I’m a huge fan of TV’s “So You Think You Can Dance.”

Not the whole show, just the dancing. The dancing is so terrific that I find myself choking up two or three times in every broadcast because I’ve just seen something that so seamlessly blends movement, emotion and intellectual content that it’s like a crash course in esthetics.

It’s just so damn…beautiful.

The show itself gives me a bit of an ass pain.  I’m not terrifically interested in SYTYCD as an “American Idol”-type competition that begins with weeks of tryouts in cities across the country and starts properly with 20 elite dancers, two of whom (one man, one woman) are eliminated each week until we end up with a season champion.

I don’t like the voting process and never participate.

As with “Idol,” TV viewers cast their ballots by phone or text at the end of each episode. The following week the dancers receiving the least votes must perform a solo “dance for your life” routine before the judges. Each show ends with two of these kids going home.

I dislike the voting process because most Americans have the all  taste of a Busch Lite. They vote less for talent than for cuteness. They’re almost as bad as the studio audience, who are encouraged to cheer particularly spectacular steps and lifts as if they’d just seen a singularly violent hit during an NFL game. Dance as spectator sport.

And then there’s the fact that some very good dancers have been eliminated because that week they drew a choreographer and a style of dance (hip hop, waltz, whatever) that just wasn’t simpatico with their their abilities.

By this time I’m sick of thin, blonde hostess Cat Deeley’s self-congratulatory laughter and huggie-huggie camaraderie with the contestants. (Although I doubt I’ll ever get sick of her legs. The show’s costumer will see to that.)

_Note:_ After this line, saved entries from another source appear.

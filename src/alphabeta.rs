//! Depth-bounded minimax with alpha-beta pruning.
//!
//! Scores are from Red's point of view: Red maximises, Blue minimises. A
//! decided position scores `±WIN_SCORE`; anything else at the horizon is
//! handed to the leaf [`Evaluator`]. Moves are tried in row-major order and
//! the first move reaching the best score is kept, so results are
//! reproducible for a deterministic evaluator.

use std::time::Instant;

use tracing::debug;

use crate::board::{Board, Coord, Player};
use crate::constants::WIN_SCORE;
use crate::evaluator::Evaluator;

/// Outcome of one search.
#[derive(Debug, Clone, PartialEq)]
pub struct SearchResult {
    /// Minimax value from Red's point of view.
    pub value: f64,
    /// Best move for the side to move; `None` when there is none.
    pub best: Option<Coord>,
    /// Positions visited.
    pub nodes: u64,
}

pub struct AlphaBeta<'e, E: Evaluator + ?Sized> {
    evaluator: &'e E,
    nodes: u64,
}

/// Convert a score for `player` into a score for Red.
#[inline]
fn for_red(player: Player, value: f64) -> f64 {
    match player {
        Player::Red => value,
        Player::Blue => -value,
    }
}

fn win_value(winner: Player) -> f64 {
    for_red(winner, WIN_SCORE)
}

impl<'e, E: Evaluator + ?Sized> AlphaBeta<'e, E> {
    pub fn new(evaluator: &'e E) -> Self {
        Self { evaluator, nodes: 0 }
    }

    /// Search `depth` plies from `board` with `player` to move.
    pub fn search(&mut self, board: &Board, player: Player, depth: u32) -> SearchResult {
        let start = Instant::now();
        self.nodes = 0;
        let (value, best) = self.alpha_beta(board, player, depth, f64::NEG_INFINITY, f64::INFINITY);
        debug!(
            depth,
            nodes = self.nodes,
            value,
            best = ?best,
            elapsed_ms = start.elapsed().as_millis() as u64,
            "alpha-beta finished"
        );
        SearchResult {
            value,
            best,
            nodes: self.nodes,
        }
    }

    fn alpha_beta(
        &mut self,
        board: &Board,
        player: Player,
        depth: u32,
        mut alpha: f64,
        mut beta: f64,
    ) -> (f64, Option<Coord>) {
        self.nodes += 1;

        if let Some(winner) = board.check_connection() {
            return (win_value(winner), None);
        }
        let moves = board.empty_cells();
        if depth == 0 || moves.is_empty() {
            let value = for_red(player, self.evaluator.evaluate(board, player));
            return (value, None);
        }

        let maximising = player == Player::Red;
        let mut best_value = if maximising {
            f64::NEG_INFINITY
        } else {
            f64::INFINITY
        };
        let mut best_move = None;

        for mv in moves {
            let child = board.with_stone(mv, player);
            let (value, _) = self.alpha_beta(&child, player.opponent(), depth - 1, alpha, beta);

            if maximising {
                if best_move.is_none() || value > best_value {
                    best_value = value;
                    best_move = Some(mv);
                }
                alpha = alpha.max(value);
            } else {
                if best_move.is_none() || value < best_value {
                    best_value = value;
                    best_move = Some(mv);
                }
                beta = beta.min(value);
            }
            if alpha >= beta {
                break;
            }
        }

        (best_value, best_move)
    }
}

/// One-shot search with a borrowed evaluator.
pub fn search<E: Evaluator + ?Sized>(board: &Board, player: Player, depth: u32, evaluator: &E) -> SearchResult {
    AlphaBeta::new(evaluator).search(board, player, depth)
}

#[cfg(test)]
mod tests {
    use super::*;
    use crate::evaluator::PathEvaluator;

    fn flat(_: &Board, _: Player) -> f64 {
        0.0
    }

    #[test]
    fn test_takes_immediate_win() {
        let b: Board = "R00,RB0,00B".parse().unwrap();
        let result = search(&b, Player::Red, 1, &flat);
        assert_eq!(result.best, Some((2, 0)));
        assert_eq!(result.value, WIN_SCORE);
    }

    #[test]
    fn test_blue_blocks_forced_loss() {
        // Red threatens (2,0); Blue must take it.
        let b: Board = "R00,RB0,000".parse().unwrap();
        let result = search(&b, Player::Blue, 2, &flat);
        assert_eq!(result.best, Some((2, 0)));
    }

    #[test]
    fn test_decided_board_returns_no_move() {
        let b: Board = "0R0,0R0,0R0".parse().unwrap();
        let result = search(&b, Player::Blue, 3, &flat);
        assert_eq!(result.best, None);
        assert_eq!(result.value, WIN_SCORE);
    }

    #[test]
    fn test_depth_zero_uses_evaluator_orientation() {
        let b = Board::new(3).unwrap();
        let red_good = |_: &Board, p: Player| if p == Player::Red { 0.5 } else { -0.5 };
        assert_eq!(search(&b, Player::Red, 0, &red_good).value, 0.5);
        assert_eq!(search(&b, Player::Blue, 0, &red_good).value, 0.5);
    }

    #[test]
    fn test_ties_keep_first_move() {
        let b = Board::new(3).unwrap();
        let result = search(&b, Player::Red, 1, &flat);
        assert_eq!(result.best, Some((0, 0)));
    }

    #[test]
    fn test_pruning_visits_fewer_nodes_than_full_tree() {
        let b = Board::new(3).unwrap();
        let result = search(&b, Player::Red, 3, &PathEvaluator);
        // 1 + 9 + 9*8 + 9*8*7 positions without pruning.
        assert!(result.nodes < 1 + 9 + 72 + 504);
        assert!(result.best.is_some());
    }
}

And God bless those judges, who have already said everything there is to be said about dance and yet still have to come up with pithy analyses of each number. Englishman Nigel Lythgoe is the professorial type; cohort Mary whoops and yells about her “Hot Tamale Train” (which sounds like a cabaret sex performance in Tijuana). Some of the guest judges — frequently an actor or actress who has starred in a Broadway musical — are little more than cliche recyclers.

Given my antipathy for so much of the show, why do I keep coming back, week after week?

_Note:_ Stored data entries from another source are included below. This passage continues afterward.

//! Leaf evaluators for alpha-beta.
//!
//! An evaluator scores a non-terminal board from one player's point of view,
//! in `[-1, 1]`: positive favours `player`. Evaluation cannot fail; anything
//! that would need to is a configuration problem caught before search.

use crate::board::{Board, Player};
use crate::path::distance;
use crate::resistance::bounded_evaluate;

pub trait Evaluator {
    fn evaluate(&self, board: &Board, player: Player) -> f64;
}

impl<F> Evaluator for F
where
    F: Fn(&Board, Player) -> f64,
{
    fn evaluate(&self, board: &Board, player: Player) -> f64 {
        self(board, player)
    }
}

/// Conductance ratio of the two resistor networks.
#[derive(Debug, Clone, Copy, Default)]
pub struct ResistanceEvaluator;

impl Evaluator for ResistanceEvaluator {
    fn evaluate(&self, board: &Board, player: Player) -> f64 {
        bounded_evaluate(board, player)
    }
}

/// Difference in stones still needed to connect, normalised by their sum.
#[derive(Debug, Clone, Copy, Default)]
pub struct PathEvaluator;

impl Evaluator for PathEvaluator {
    fn evaluate(&self, board: &Board, player: Player) -> f64 {
        match (distance(board, player), distance(board, player.opponent())) {
            (None, None) => 0.0,
            (None, Some(_)) => -1.0,
            (Some(_), None) => 1.0,
            (Some(0), Some(0)) => 0.0,
            (Some(mine), Some(theirs)) => {
                (theirs as f64 - mine as f64) / (theirs + mine) as f64
            }
        }
    }
}

#[cfg(test)]
mod tests {
    use super::*;

    #[test]
    fn test_closure_is_an_evaluator() {
        let eval = |_: &Board, p: Player| if p == Player::Red { 0.25 } else { -0.25 };
        let b = Board::new(3).unwrap();
        assert_eq!(eval.evaluate(&b, Player::Red), 0.25);
    }

    #[test]
    fn test_path_evaluator_prefers_shorter_route() {
        let b: Board = "0R0,0R0,000".parse().unwrap();
        let red = PathEvaluator.evaluate(&b, Player::Red);
        assert!(red > 0.0);
        assert!((red + PathEvaluator.evaluate(&b, Player::Blue)).abs() < 1e-12);
    }

    #[test]
    fn test_path_evaluator_cut_off() {
        let b: Board = "000,BBB,000".parse().unwrap();
        assert_eq!(PathEvaluator.evaluate(&b, Player::Red), -1.0);
    }

    #[test]
    fn test_resistance_evaluator_in_range() {
        let b: Board = "R000,0B00,0000,000R".parse().unwrap();
        let v = ResistanceEvaluator.evaluate(&b, Player::Blue);
        assert!((-1.0..=1.0).contains(&v));
    }
}
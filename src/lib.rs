//! Hex-Rust: a move-selection engine for the game of Hex.
//!
//! Given an NxN board and the side to move, the engine picks a cell. Red
//! connects top to bottom, Blue connects left to right.
//!
//! ## Modules
//!
//! - [`constants`] - Default board size, search budgets, hex neighbour offsets
//! - [`board`] - Board state, text codec and the connectivity oracle
//! - [`path`] - Shortest connection distance (moves still needed to win)
//! - [`linalg`] - Dense linear solver used by the resistance model
//! - [`resistance`] - Electrical-network evaluation and move ranking
//! - [`evaluator`] - Leaf heuristics for alpha-beta
//! - [`alphabeta`] - Depth-bounded minimax with alpha-beta pruning
//! - [`playout`] - Random board fills used as MCTS simulations
//! - [`mcts`] - Monte Carlo Tree Search with UCB1
//! - [`strategy`] - Interchangeable searches behind one trait
//! - [`engine`] - Win-in-one check, strategy dispatch, game clock
//! - [`protocol`] - Line protocol spoken with the game arbiter
//!
//! ## Example
//!
//! ```
//! use hex_rust::board::{Board, Player};
//! use hex_rust::engine::{Engine, EngineConfig};
//! use hex_rust::strategy::StrategyKind;
//!
//! // Red needs one more stone at (2,0) to join top and bottom.
//! let board: Board = "R00,RB0,00B".parse().unwrap();
//!
//! let config = EngineConfig::for_testing().with_strategy(StrategyKind::Mcts);
//! let mut engine = Engine::new(config);
//! let mv = engine.genmove_clocked(&board, Player::Red).unwrap();
//! assert_eq!(mv, Some((2, 0)));
//! ```

pub mod alphabeta;
pub mod board;
pub mod constants;
pub mod engine;
pub mod evaluator;
pub mod linalg;
pub mod mcts;
pub mod path;
pub mod playout;
pub mod protocol;
pub mod resistance;
pub mod strategy;
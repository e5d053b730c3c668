//! The symmetric session engine: one implementation drives both the
//! client and server side of a connection. Which messages a side sends
//! and which handlers it registers is entirely up to the feature layer
//! built on top (`mcp-client`, `mcp-server`); this engine only knows how
//! to correlate requests with responses, dispatch inbound traffic, and
//! enforce the lifecycle state machine.

use std::sync::atomic::{AtomicI64, Ordering};
use std::sync::{Arc, Mutex, RwLock};
use std::time::Duration;

use mcp_schema::protocol::{
    validate_jsonrpc_message, JsonRpcError, JsonRpcMessage, JsonRpcRequest, JsonRpcResponse,
    RequestId,
};
use mcp_schema::{MCPError, MCPResult};
use mcp_transport::{Transport, TransportError};
use serde_json::Value;
use tokio::sync::{mpsc, oneshot, watch};
use tracing::{debug, warn};

use crate::handlers::{HandlerTable, NotificationHandler, RequestHandler};
use crate::pending::PendingRequestTable;
use crate::state::SessionState;

/// The `notifications/initialized` method name, sent by the client once
/// it has processed the `initialize` response and observed by the
/// server to complete the handshake.
pub const INITIALIZED_NOTIFICATION: &str = "notifications/initialized";
const INITIALIZE_METHOD: &str = "initialize";
const PING_METHOD: &str = "ping";

struct SessionInner {
    state: RwLock<SessionState>,
    next_id: AtomicI64,
    pending: PendingRequestTable,
    handlers: HandlerTable,
    outbound: Mutex<Option<mpsc::UnboundedSender<JsonRpcMessage>>>,
    closed_rx: watch::Receiver<bool>,
}

impl SessionInner {
    fn state(&self) -> SessionState {
        *self.state.read().unwrap()
    }

    fn transition(&self, next: SessionState) -> MCPResult<()> {
        let mut state = self.state.write().unwrap();
        state.validate_transition(next)?;
        *state = next;
        Ok(())
    }

    /// Forced terminal transition taken when the transport loop ends,
    /// whether via `Session::close` or an unexpected disconnect. Unlike
    /// `transition`, this never fails: it is always valid to arrive at
    /// `Closed` from wherever the session currently is.
    fn finish_closing(&self) {
        *self.state.write().unwrap() = SessionState::Closed;
        self.pending.fail_all(|| Err(MCPError::SessionClosed));
    }

    fn send_message(&self, message: JsonRpcMessage) -> MCPResult<()> {
        match self.outbound.lock().unwrap().as_ref() {
            Some(tx) => tx.send(message).map_err(|_| MCPError::SessionClosed),
            None => Err(MCPError::SessionClosed),
        }
    }

    /// Guard applied to every caller-initiated request: nothing but
    /// `initialize`/`ping` may leave the session before the handshake
    /// has reached `Operating`. This alone satisfies the rule that a
    /// server must not emit a server-originated request until it has
    /// observed `notifications/initialized` — it simply can't emit
    /// *anything* before `Operating`, and `Operating` is only reached
    /// after that notification has been sent or seen.
    fn guard_outbound_request(&self, method: &str) -> MCPResult<()> {
        match self.state() {
            SessionState::Operating => Ok(()),
            SessionState::Uninitialized | SessionState::Initializing
                if method == INITIALIZE_METHOD || method == PING_METHOD =>
            {
                Ok(())
            }
            SessionState::Closing | SessionState::Closed => Err(MCPError::SessionClosed),
            state => Err(MCPError::initialization(format!(
                "cannot send '{method}' request while the session is {state:?}"
            ))),
        }
    }

    fn guard_outbound_notification(&self, method: &str) -> MCPResult<()> {
        match self.state() {
            SessionState::Operating => Ok(()),
            SessionState::Initializing if method == INITIALIZED_NOTIFICATION => Ok(()),
            SessionState::Closing | SessionState::Closed => Err(MCPError::SessionClosed),
            state => Err(MCPError::initialization(format!(
                "cannot send '{method}' notification while the session is {state:?}"
            ))),
        }
    }

    fn observe_initialized(&self) {
        if self.state() == SessionState::Initializing {
            let _ = self.transition(SessionState::Operating);
        }
    }
}

/// A handle to a running session. Cheap to clone; every clone shares the
/// same underlying engine and transport driver task.
#[derive(Clone)]
pub struct Session {
    inner: Arc<SessionInner>,
}

impl Session {
    /// Start driving `transport` in a background task and return a
    /// handle to the resulting session, initially `Uninitialized`.
    pub fn spawn(transport: Box<dyn Transport>) -> Self {
        let (outbound_tx, outbound_rx) = mpsc::unbounded_channel();
        let (closed_tx, closed_rx) = watch::channel(false);

        let inner = Arc::new(SessionInner {
            state: RwLock::new(SessionState::Uninitialized),
            next_id: AtomicI64::new(1),
            pending: PendingRequestTable::new(),
            handlers: HandlerTable::new(),
            outbound: Mutex::new(Some(outbound_tx)),
            closed_rx,
        });

        tokio::spawn(drive(transport, outbound_rx, Arc::clone(&inner), closed_tx));

        Self { inner }
    }

    pub fn state(&self) -> SessionState {
        self.inner.state()
    }

    /// Register the handler invoked for inbound requests named `method`.
    /// Replaces any handler previously registered for the same method.
    pub fn register_request_handler(&self, method: impl Into<String>, handler: Arc<dyn RequestHandler>) {
        self.inner.handlers.register_request(method, handler);
    }

    /// Register an additional handler invoked for inbound notifications
    /// named `method`. Handlers for the same method run sequentially in
    /// registration order; a handler error is logged and does not stop
    /// the rest from running.
    pub fn register_notification_handler(
        &self,
        method: impl Into<String>,
        handler: Arc<dyn NotificationHandler>,
    ) {
        self.inner.handlers.register_notification(method, handler);
    }

    /// Send a request and await its response, completing with
    /// [`MCPError::Timeout`] if `timeout` elapses first.
    pub async fn request(
        &self,
        method: impl Into<String>,
        params: Option<Value>,
        timeout: Option<Duration>,
    ) -> MCPResult<Value> {
        let method = method.into();

        if method == INITIALIZE_METHOD {
            match self.inner.state() {
                SessionState::Uninitialized => self.inner.transition(SessionState::Initializing)?,
                SessionState::Initializing => {}
                _ => return Err(MCPError::initialization("initialize has already been sent")),
            }
        }
        self.inner.guard_outbound_request(&method)?;

        let id = RequestId::number(self.inner.next_id.fetch_add(1, Ordering::SeqCst));
        let (tx, rx) = oneshot::channel();
        if !self.inner.pending.insert(id.clone(), tx) {
            warn!(%id, "duplicate request id generated, dropping request");
            return Err(MCPError::invalid_request("duplicate request id"));
        }

        let request = JsonRpcRequest::new(method, params, Some(id.clone()));
        if let Err(err) = self.inner.send_message(JsonRpcMessage::Request(request)) {
            self.inner.pending.remove(&id);
            return Err(err);
        }

        match timeout {
            Some(duration) => match tokio::time::timeout(duration, rx).await {
                Ok(Ok(result)) => result,
                Ok(Err(_)) => Err(MCPError::SessionClosed),
                Err(_) => {
                    self.inner.pending.remove(&id);
                    Err(MCPError::Timeout)
                }
            },
            None => rx.await.unwrap_or(Err(MCPError::SessionClosed)),
        }
    }

    /// Send a fire-and-forget notification. The one exception to the
    /// "no traffic before `Operating`" rule is
    /// [`INITIALIZED_NOTIFICATION`] itself, sent while `Initializing`.
    pub fn notify(&self, method: impl Into<String>, params: Option<Value>) -> MCPResult<()> {
        let method = method.into();
        self.inner.guard_outbound_notification(&method)?;

        let notification = JsonRpcRequest::notification(method.clone(), params);
        self.inner.send_message(JsonRpcMessage::Notification(notification))?;

        if method == INITIALIZED_NOTIFICATION && self.inner.state() == SessionState::Initializing {
            self.inner.transition(SessionState::Operating)?;
        }
        Ok(())
    }

    /// Close the session. Idempotent: a second call while already
    /// `Closing`/`Closed` just waits for (or confirms) completion.
    /// Every pending request completes with [`MCPError::SessionClosed`]
    /// exactly once.
    pub async fn close(&self) -> MCPResult<()> {
        {
            let mut state = self.inner.state.write().unwrap();
            if *state == SessionState::Closed {
                return Ok(());
            }
            if *state != SessionState::Closing {
                *state = SessionState::Closing;
            }
        }

        // Dropping our sender is what tells the driver task to stop:
        // its next `outbound_rx.recv()` resolves to `None`.
        self.inner.outbound.lock().unwrap().take();

        let mut closed_rx = self.inner.closed_rx.clone();
        if *closed_rx.borrow() {
            return Ok(());
        }
        let _ = closed_rx.changed().await;
        Ok(())
    }
}

async fn drive(
    mut transport: Box<dyn Transport>,
    mut outbound_rx: mpsc::UnboundedReceiver<JsonRpcMessage>,
    inner: Arc<SessionInner>,
    closed_tx: watch::Sender<bool>,
) {
    loop {
        tokio::select! {
            outgoing = outbound_rx.recv() => {
                match outgoing {
                    Some(message) => {
                        if let Err(err) = transport.send(message).await {
                            warn!(error = %err, "transport send failed, ending session");
                            break;
                        }
                    }
                    None => break,
                }
            }
            incoming = transport.receive() => {
                match incoming {
                    Ok(message) => dispatch(Arc::clone(&inner), message),
                    Err(TransportError::Closed) => {
                        debug!("transport closed, ending session");
                        break;
                    }
                    Err(err) => {
                        warn!(error = %err, "transport receive failed, ending session");
                        break;
                    }
                }
            }
        }
    }

    let _ = transport.close().await;
    inner.finish_closing();
    let _ = closed_tx.send(true);
}

/// Classify and route one inbound message. Per the dispatch algorithm:
/// a message carrying both an id and a method is a request; a message
/// carrying an id but no method is a response; a message with no id is
/// a notification, dispatched to every registered handler in order.
fn dispatch(inner: Arc<SessionInner>, message: JsonRpcMessage) {
    if let Err(err) = validate_jsonrpc_message(&message) {
        warn!(error = %err, "dropping malformed inbound message");
        return;
    }

    match message {
        JsonRpcMessage::Response(response) => {
            let Some(id) = response.id else {
                warn!("dropping response with no id");
                return;
            };
            let result = match response.error {
                Some(error) => Err(MCPError::from(error)),
                None => Ok(response.result.unwrap_or(Value::Null)),
            };
            if !inner.pending.complete(&id, result) {
                debug!(%id, "dropping response for an unknown or already-resolved request");
            }
        }
        JsonRpcMessage::Request(request) | JsonRpcMessage::Notification(request) => {
            match request.id.clone() {
                Some(id) => dispatch_request(inner, request, id),
                None => dispatch_notification(inner, request),
            }
        }
    }
}

fn dispatch_request(inner: Arc<SessionInner>, request: JsonRpcRequest, id: RequestId) {
    if request.method == INITIALIZE_METHOD && inner.state() == SessionState::Uninitialized {
        let _ = inner.transition(SessionState::Initializing);
    }

    let handler = inner.handlers.request_handler(&request.method);
    tokio::spawn(async move {
        let response = match handler {
            Some(handler) => build_response(handler.handle(request.params).await, id),
            None => JsonRpcResponse::error(
                JsonRpcError::method_not_found(request.method.clone()),
                Some(id),
            ),
        };
        if let Err(err) = inner.send_message(JsonRpcMessage::Response(response)) {
            warn!(error = %err, "failed to send response");
        }
    });
}

fn build_response(result: MCPResult<Value>, id: RequestId) -> JsonRpcResponse {
    match result {
        Ok(value) => JsonRpcResponse::success(value, Some(id)),
        Err(err) => JsonRpcResponse::error(err.into(), Some(id)),
    }
}

fn dispatch_notification(inner: Arc<SessionInner>, notification: JsonRpcRequest) {
    if notification.method == INITIALIZED_NOTIFICATION {
        inner.observe_initialized();
    }

    let handlers = inner.handlers.notification_handlers(&notification.method);
    let method = notification.method.clone();
    let params = notification.params;
    tokio::spawn(async move {
        for handler in handlers {
            if let Err(err) = handler.handle(params.clone()).await {
                warn!(error = %err, method = %method, "notification handler failed");
            }
        }
    });
}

Because during the dance numbers themselves it’s like mainlining high art.

“So You Think You Can Dance” hires the best choreographers in America to come up with original dance numbers — in the early stages of the competition at least 10 a week.

That’s a staggering amount of creativity, and the surprise is not that sometimes  their ideas don’t work but that they so overwhelming work spectacularly.

Sonia Tayeh (who a few seasons back kept me perennially amused with her classic punk Mohawk), Travis Wall, Mia Michaels, Tyce Diorio, Stacey Took, Mandy Moore, married couple Tabitha and Napoleon D’Umo — these are the true stars of the show. After several seasons you understand where each is coming from and anticipate what magic they’ll produce — but they always surprise you.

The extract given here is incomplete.